De momento, Wright ha encontrado su espacio en las películas de coste elevado pero muy lejano de las pretensiones milmillonarias. Cada una a su manera, 'Baby driver y Última noche en el Soho' siguen el camino establecido con 'Bienvenidos al fin del mundo': presupuestos que rondan los treinta millones de dólares, suficientes para otorgar muchos recursos sin el grado de escrutinio corporativo inherente a los proyectos de nueve dígitos, y un acercamiento que mantiene algunas distancias con las convenciones del 'blockbuster' pero que encaja perfectamente en el cine de género para un público amplio. Porque Wright quizá no sigue la plantilla de Marvel y compañía, pero ofrece dosis generosas de tiros, persecuciones, correrías e incluso alguna imagen de apocalipsis digital. Podría considerarse una especie de John Carpenter (director de la mencionada 'Están vivos', 'La noche de Halloween', La cosa y otros títulos emblemáticos) del nuevo siglo: un narrador muy astuto, capaz de conectar con los gustos del 'fandom' del fantástico y sus aledaños, pero que se estrelló comercialmente con algunas de las producciones más caras de su carrera.

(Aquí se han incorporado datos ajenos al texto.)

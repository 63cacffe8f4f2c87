//! Search-performance reporting (Search Console API).
//!
//! Two intents: `search_console` (free-form report over arbitrary
//! dimensions and filters) and `search_terms` (per-term lookup, either an
//! exact list of terms or a contains-pattern). Dates accept the relative
//! forms the rest of the gateway uses ("30daysAgo", "today") as well as
//! plain ISO dates.

use std::sync::Arc;

use chrono::{Duration, Utc};
use serde_json::{json, Value};

use super::{clamp_limit, read_json_response, AdapterError, IntentHandler, RawResult};
use crate::credentials;
use crate::dispatch::schema::{IntentRegistry, IntentSchema, ParamSpec, ResolvedQuery};

const API_BASE: &str = "https://searchconsole.googleapis.com/webmasters/v3/sites";

/// Client for the search-performance query API.
#[derive(Debug, Clone)]
pub struct SearchConsoleClient {
    client: reqwest::Client,
    token: Option<String>,
    site_url: String,
    max_rows: usize,
}

impl SearchConsoleClient {
    /// Create a client for one verified site.
    pub fn new(
        client: reqwest::Client,
        token: Option<String>,
        site_url: String,
        max_rows: usize,
    ) -> Self {
        Self {
            client,
            token,
            site_url,
            max_rows,
        }
    }

    /// POST a search-analytics query for the configured site.
    async fn query(&self, body: &Value) -> Result<Value, AdapterError> {
        let token = self
            .token
            .as_deref()
            .ok_or(AdapterError::Credential(credentials::GOOGLE_ACCESS_TOKEN))?;
        let site: String = url::form_urlencoded::byte_serialize(self.site_url.as_bytes()).collect();
        let url = format!("{API_BASE}/{site}/searchAnalytics/query");
        let response = self
            .client
            .post(&url)
            .bearer_auth(token)
            .json(body)
            .send()
            .await?;
        read_json_response(response).await
    }
}

// ---------------------------------------------------------------------------
// Date resolution / request building / reshaping (pub for testing)
// ---------------------------------------------------------------------------

/// Resolve a relative date to `YYYY-MM-DD`.
///
/// Accepts `"NdaysAgo"`, `"today"`, or any other string passed through
/// unchanged (assumed to already be an ISO date).
#[doc(hidden)]
pub fn resolve_date(d: &str) -> String {
    let trimmed = d.trim();
    if let Some(days) = trimmed.strip_suffix("daysAgo") {
        if let Ok(n) = days.trim().parse::<i64>() {
            let today = Utc::now().date_naive();
            let date = today.checked_sub_signed(Duration::days(n)).unwrap_or(today);
            return date.format("%Y-%m-%d").to_string();
        }
    }
    if trimmed == "today" {
        return Utc::now().date_naive().format("%Y-%m-%d").to_string();
    }
    trimmed.to_owned()
}

/// Build a search-analytics query body.
#[doc(hidden)]
pub fn build_query_body(
    start_date: &str,
    end_date: &str,
    dimensions: &[String],
    filters: Option<&Value>,
    row_limit: usize,
) -> Value {
    let mut body = json!({
        "startDate": start_date,
        "endDate": end_date,
        "dimensions": dimensions,
        "rowLimit": row_limit,
    });
    if let Some(filters) = filters {
        if filters.as_array().is_some_and(|f| !f.is_empty()) {
            body["dimensionFilterGroups"] = json!([{ "filters": filters }]);
        }
    }
    body
}

/// Reshape response rows into named records.
///
/// Each row's keys become `Dimensão 1..N`; with `with_metrics` the standard
/// click/impression/CTR/position metrics are added with display formatting.
#[doc(hidden)]
pub fn reshape_rows(response: &Value, with_metrics: bool, max_rows: usize) -> Vec<Value> {
    response
        .get("rows")
        .and_then(Value::as_array)
        .map(|rows| {
            rows.iter()
                .take(max_rows)
                .map(|row| {
                    let mut record = serde_json::Map::new();
                    if let Some(keys) = row.get("keys").and_then(Value::as_array) {
                        for (i, key) in keys.iter().enumerate() {
                            let label = format!("Dimensão {}", i.saturating_add(1));
                            record.insert(label, key.clone());
                        }
                    }
                    if with_metrics {
                        let number = |field: &str| {
                            row.get(field).and_then(Value::as_f64).unwrap_or(0.0)
                        };
                        record.insert("Cliques".to_owned(), json!(number("clicks")));
                        record.insert("Impressões".to_owned(), json!(number("impressions")));
                        record.insert(
                            "CTR".to_owned(),
                            json!(format!("{:.2}%", number("ctr") * 100.0)),
                        );
                        record.insert(
                            "Posição Média".to_owned(),
                            json!(format!("{:.2}", number("position"))),
                        );
                    }
                    Value::Object(record)
                })
                .collect()
        })
        .unwrap_or_default()
}

/// Build per-term filters: one equals-filter per term, or a single
/// contains-filter for a pattern when no terms are given.
#[doc(hidden)]
pub fn term_filters(terms: &[String], pattern: &str) -> Vec<Value> {
    if !terms.is_empty() {
        return terms
            .iter()
            .map(|term| {
                json!({ "dimension": "query", "operator": "equals", "expression": term })
            })
            .collect();
    }
    if !pattern.trim().is_empty() {
        return vec![json!({
            "dimension": "query",
            "operator": "contains",
            "expression": pattern.trim(),
        })];
    }
    Vec::new()
}

// ---------------------------------------------------------------------------
// Handlers and registration
// ---------------------------------------------------------------------------

/// Handler for the `search_console` intent.
struct SearchReportHandler {
    client: Arc<SearchConsoleClient>,
}

#[async_trait::async_trait]
impl IntentHandler for SearchReportHandler {
    async fn execute(&self, query: &ResolvedQuery) -> Result<RawResult, AdapterError> {
        let start = resolve_date(query.text("data_inicio"));
        let end = resolve_date(query.text("data_fim"));
        let dimensions = query.text_list("dimensoes");
        let limit = clamp_limit(query.integer("limite"), self.client.max_rows);

        let filters = query.value("filtros").filter(|v| !v.is_null()).cloned();
        let body = build_query_body(&start, &end, &dimensions, filters.as_ref(), limit);
        let response = self.client.query(&body).await?;

        let records = reshape_rows(&response, query.flag("metrica_extra"), limit);
        if records.is_empty() {
            return Ok(RawResult::Empty);
        }
        Ok(RawResult::object(json!({
            "site": self.client.site_url,
            "periodo": format!("{start} a {end}"),
            "dimensoes": dimensions,
            "dados": records,
        })))
    }
}

/// Handler for the `search_terms` intent.
struct SearchTermsHandler {
    client: Arc<SearchConsoleClient>,
}

#[async_trait::async_trait]
impl IntentHandler for SearchTermsHandler {
    async fn execute(&self, query: &ResolvedQuery) -> Result<RawResult, AdapterError> {
        let start = resolve_date(query.text("data_inicio"));
        let end = resolve_date(query.text("data_fim"));
        let terms = query.text_list("termos");
        let pattern = query.text("padrao").to_owned();
        let limit = clamp_limit(query.integer("limite"), self.client.max_rows);

        let filters = term_filters(&terms, &pattern);
        let filters_value = Value::Array(filters);
        let dimensions = vec!["query".to_owned()];
        let body = build_query_body(&start, &end, &dimensions, Some(&filters_value), limit);
        let response = self.client.query(&body).await?;

        let records = reshape_rows(&response, true, limit);
        if records.is_empty() {
            return Ok(RawResult::Empty);
        }

        let described: Value = if terms.is_empty() {
            json!(format!("contendo '{pattern}'"))
        } else {
            json!(terms)
        };
        Ok(RawResult::object(json!({
            "site": self.client.site_url,
            "periodo": format!("{start} a {end}"),
            "termos": described,
            "dados": records,
        })))
    }
}

/// Register the search-performance intents.
pub fn register(registry: &mut IntentRegistry, client: Arc<SearchConsoleClient>) {
    registry.register(
        IntentSchema::new(
            "search_console",
            "desempenho de busca orgânica por dimensões e filtros",
        )
        .param(ParamSpec::text("data_inicio", "30daysAgo"))
        .param(ParamSpec::text("data_fim", "today"))
        .param(ParamSpec::text_list("dimensoes", &["query"]))
        .param(ParamSpec::flag("metrica_extra", true))
        .param(ParamSpec::object_list("filtros"))
        .param(ParamSpec::integer("limite", 20)),
        Arc::new(SearchReportHandler {
            client: Arc::clone(&client),
        }),
    );

    registry.register(
        IntentSchema::new(
            "search_terms",
            "desempenho de termos de busca específicos ou contendo um padrão",
        )
        .param(ParamSpec::text_list("termos", &[]))
        .param(ParamSpec::text("padrao", ""))
        .param(ParamSpec::text("data_inicio", "7daysAgo"))
        .param(ParamSpec::text("data_fim", "today"))
        .param(ParamSpec::integer("limite", 20)),
        Arc::new(SearchTermsHandler { client }),
    );
}
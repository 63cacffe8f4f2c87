//! Request-builder and reshaping tests for the search-performance
//! integration.

use serde_json::json;

use oraculo::integrations::search_console::{
    build_query_body, reshape_rows, resolve_date, term_filters,
};

#[test]
fn query_body_without_filters_has_no_filter_groups() {
    let body = build_query_body("2026-01-01", "2026-01-31", &["query".to_owned()], None, 20);
    assert_eq!(body["startDate"], "2026-01-01");
    assert_eq!(body["endDate"], "2026-01-31");
    assert_eq!(body["dimensions"], json!(["query"]));
    assert_eq!(body["rowLimit"], 20);
    assert!(body.get("dimensionFilterGroups").is_none());
}

#[test]
fn query_body_wraps_filters_in_one_group() {
    let filters = json!([
        { "dimension": "query", "operator": "contains", "expression": "mba" }
    ]);
    let body = build_query_body(
        "2026-01-01",
        "2026-01-31",
        &["query".to_owned(), "page".to_owned()],
        Some(&filters),
        50,
    );
    assert_eq!(body["dimensionFilterGroups"][0]["filters"], filters);
}

#[test]
fn empty_filter_list_is_omitted() {
    let filters = json!([]);
    let body = build_query_body("2026-01-01", "2026-01-31", &["query".to_owned()], Some(&filters), 20);
    assert!(body.get("dimensionFilterGroups").is_none());
}

#[test]
fn rows_become_named_records_with_formatted_metrics() {
    let response = json!({
        "rows": [{
            "keys": ["mba em gestão", "2026-02-01"],
            "clicks": 41.0,
            "impressions": 1000.0,
            "ctr": 0.041,
            "position": 3.456
        }]
    });

    let records = reshape_rows(&response, true, 100);
    assert_eq!(records.len(), 1);
    assert_eq!(records[0]["Dimensão 1"], "mba em gestão");
    assert_eq!(records[0]["Dimensão 2"], "2026-02-01");
    assert_eq!(records[0]["Cliques"], 41.0);
    assert_eq!(records[0]["CTR"], "4.10%");
    assert_eq!(records[0]["Posição Média"], "3.46");
}

#[test]
fn metrics_are_omitted_without_metrica_extra() {
    let response = json!({
        "rows": [{ "keys": ["mba"], "clicks": 41.0 }]
    });
    let records = reshape_rows(&response, false, 100);
    assert_eq!(records[0]["Dimensão 1"], "mba");
    assert!(records[0].get("Cliques").is_none());
}

#[test]
fn reshape_caps_records() {
    let row = json!({ "keys": ["x"], "clicks": 1.0 });
    let response = json!({ "rows": [row.clone(), row.clone(), row] });
    assert_eq!(reshape_rows(&response, false, 2).len(), 2);
}

#[test]
fn no_rows_reshapes_to_nothing() {
    assert!(reshape_rows(&json!({}), true, 100).is_empty());
}

#[test]
fn explicit_terms_build_equals_filters() {
    let filters = term_filters(&["mba".to_owned()], "");
    assert_eq!(filters.len(), 1);
    assert_eq!(filters[0]["dimension"], "query");
    assert_eq!(filters[0]["operator"], "equals");
    assert_eq!(filters[0]["expression"], "mba");
}

#[test]
fn pattern_builds_contains_filter() {
    let filters = term_filters(&[], "pós graduação");
    assert_eq!(filters.len(), 1);
    assert_eq!(filters[0]["operator"], "contains");
    assert_eq!(filters[0]["expression"], "pós graduação");
}

#[test]
fn relative_dates_resolve_to_iso() {
    // The exact values are time-dependent; shape is what matters here.
    let resolved = resolve_date("30daysAgo");
    assert_eq!(resolved.len(), 10);
    assert_eq!(resolved.chars().filter(|c| *c == '-').count(), 2);

    assert_eq!(resolve_date("2025-12-31"), "2025-12-31");
}
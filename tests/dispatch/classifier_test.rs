//! Classifier prompt and parsing tests.

use oraculo::dispatch::classifier::{compose_prompt, parse_classification};
use oraculo::dispatch::DispatchError;

#[test]
fn bare_json_classification_parses() {
    let c = parse_classification(
        r#"{"tipo_consulta":"search_console","parametros":{"limite":10}}"#,
    )
    .expect("valid");
    assert_eq!(c.intent, "search_console");
    assert_eq!(c.parameters.get("limite"), Some(&serde_json::json!(10)));
}

#[test]
fn fenced_json_classification_parses() {
    let reply = "Aqui está:\n```json\n{\"tipo_consulta\":\"ga4\",\"parametros\":{}}\n```\nPronto.";
    let c = parse_classification(reply).expect("valid");
    assert_eq!(c.intent, "ga4");
}

#[test]
fn unfenced_garbage_preserves_raw_text_in_error() {
    let raw = "Desculpe, não entendi a pergunta.";
    let err = parse_classification(raw).expect_err("should fail");
    match err {
        DispatchError::Classification { raw: attached, reason } => {
            assert_eq!(attached, raw);
            assert!(!reason.is_empty());
        }
        other => panic!("unexpected error: {other}"),
    }
}

#[test]
fn wrong_shape_json_is_a_classification_error() {
    // Valid JSON, but not the required shape (tipo_consulta missing).
    let err = parse_classification(r#"{"intencao":"ga4"}"#).expect_err("should fail");
    assert!(matches!(err, DispatchError::Classification { .. }));
}

#[test]
fn prompt_lists_the_intent_catalog() {
    let catalog = "- ga4: relatório.\n- trello_quadros: quadros.";
    let prompt = compose_prompt("quantos acessos tivemos?", catalog);
    assert!(prompt.contains("quantos acessos tivemos?"));
    assert!(prompt.contains("- trello_quadros: quadros."));
    assert!(prompt.contains("Apenas o JSON."));
}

'Última noche en el Soho' no parte de los referentes más comúnmente compartidos por los aficionados a los terrores fílmicos, no mira a las franquicias estadounidenses de presencia constante en el imaginario colectivo a través de nuevas secuelas y remakes, sino que remite a las películas de Dario Argento ('Suspiria') o Mario Bava ('Las tres caras del miedo') y al cine 'exploitation' inglés más en contacto con las culturas urbanas de 'mods, roqueros y hippies'. Con todo, la obra ofrece las suficientes dosis de cuchilladas y sustos espiritistas como para satisfacer a los aficionados. La historia de una joven fascinada por la cultura pop de los años sesenta permite volver a lanzar el ya habitual discurso de crítica blanda de los excesos nostálgicos, envuelto con unas formas que transmiten contradictoriamente un cierto enamoramiento del pasado. Wright parece asumir unas cuantas reivindicaciones feministas… que termina subvertiendo, de manera no sabemos si del todo consciente, tras un giro supuestamente sorpresivo que puede leerse en clave antifeminista. El recorrido puede resultar agradable para los fans del giallo y de un fantástico esteticista (y, quizá, moralista), aunque su confuso transfondo ideológico pueda generar perplejidad.

'The Sparks Brothers' parece otro ejemplo de propuesta nacida del gusto y la pasión personal ejecutada de una manera que facilita la satisfacción de una audiencia mayoritaria. Dedicar una película a un grupo musical de culto, y proponer un metraje de 140 minutos, puede tener un componente de riesgo. Con todo, Wright echa el resto para mantener el interés de la audiencia: mucha posproducción para animar la procesión de cabezas parlantes, uso irónico de las imágenes de archivo... El realizador inocula estereoides visuales en su filme para ahuyentar cualquier asomo de aburrimiento. Y ofrece un retrato basado en recuerdos y anécdotas, a menudo evocadas con cómica estupefacción, sobre las aventuras de estos outsiders del éxito masivo que podrían haber sido estrellas absolutas en un mundo un poco diferente y menos previsible. Quizá como el mismo Edgar Wright, que no ha acabado de tener suerte cuando ha querido dar el salto al 'blockbuster' más masivo. Aunque haya conseguido una cómoda situación en la industria que le permite pagar 'Baby driver' o 'Última noche en el Soho', vistosos caramelos pop que regalarse a sí mismo y que regalar a los fans.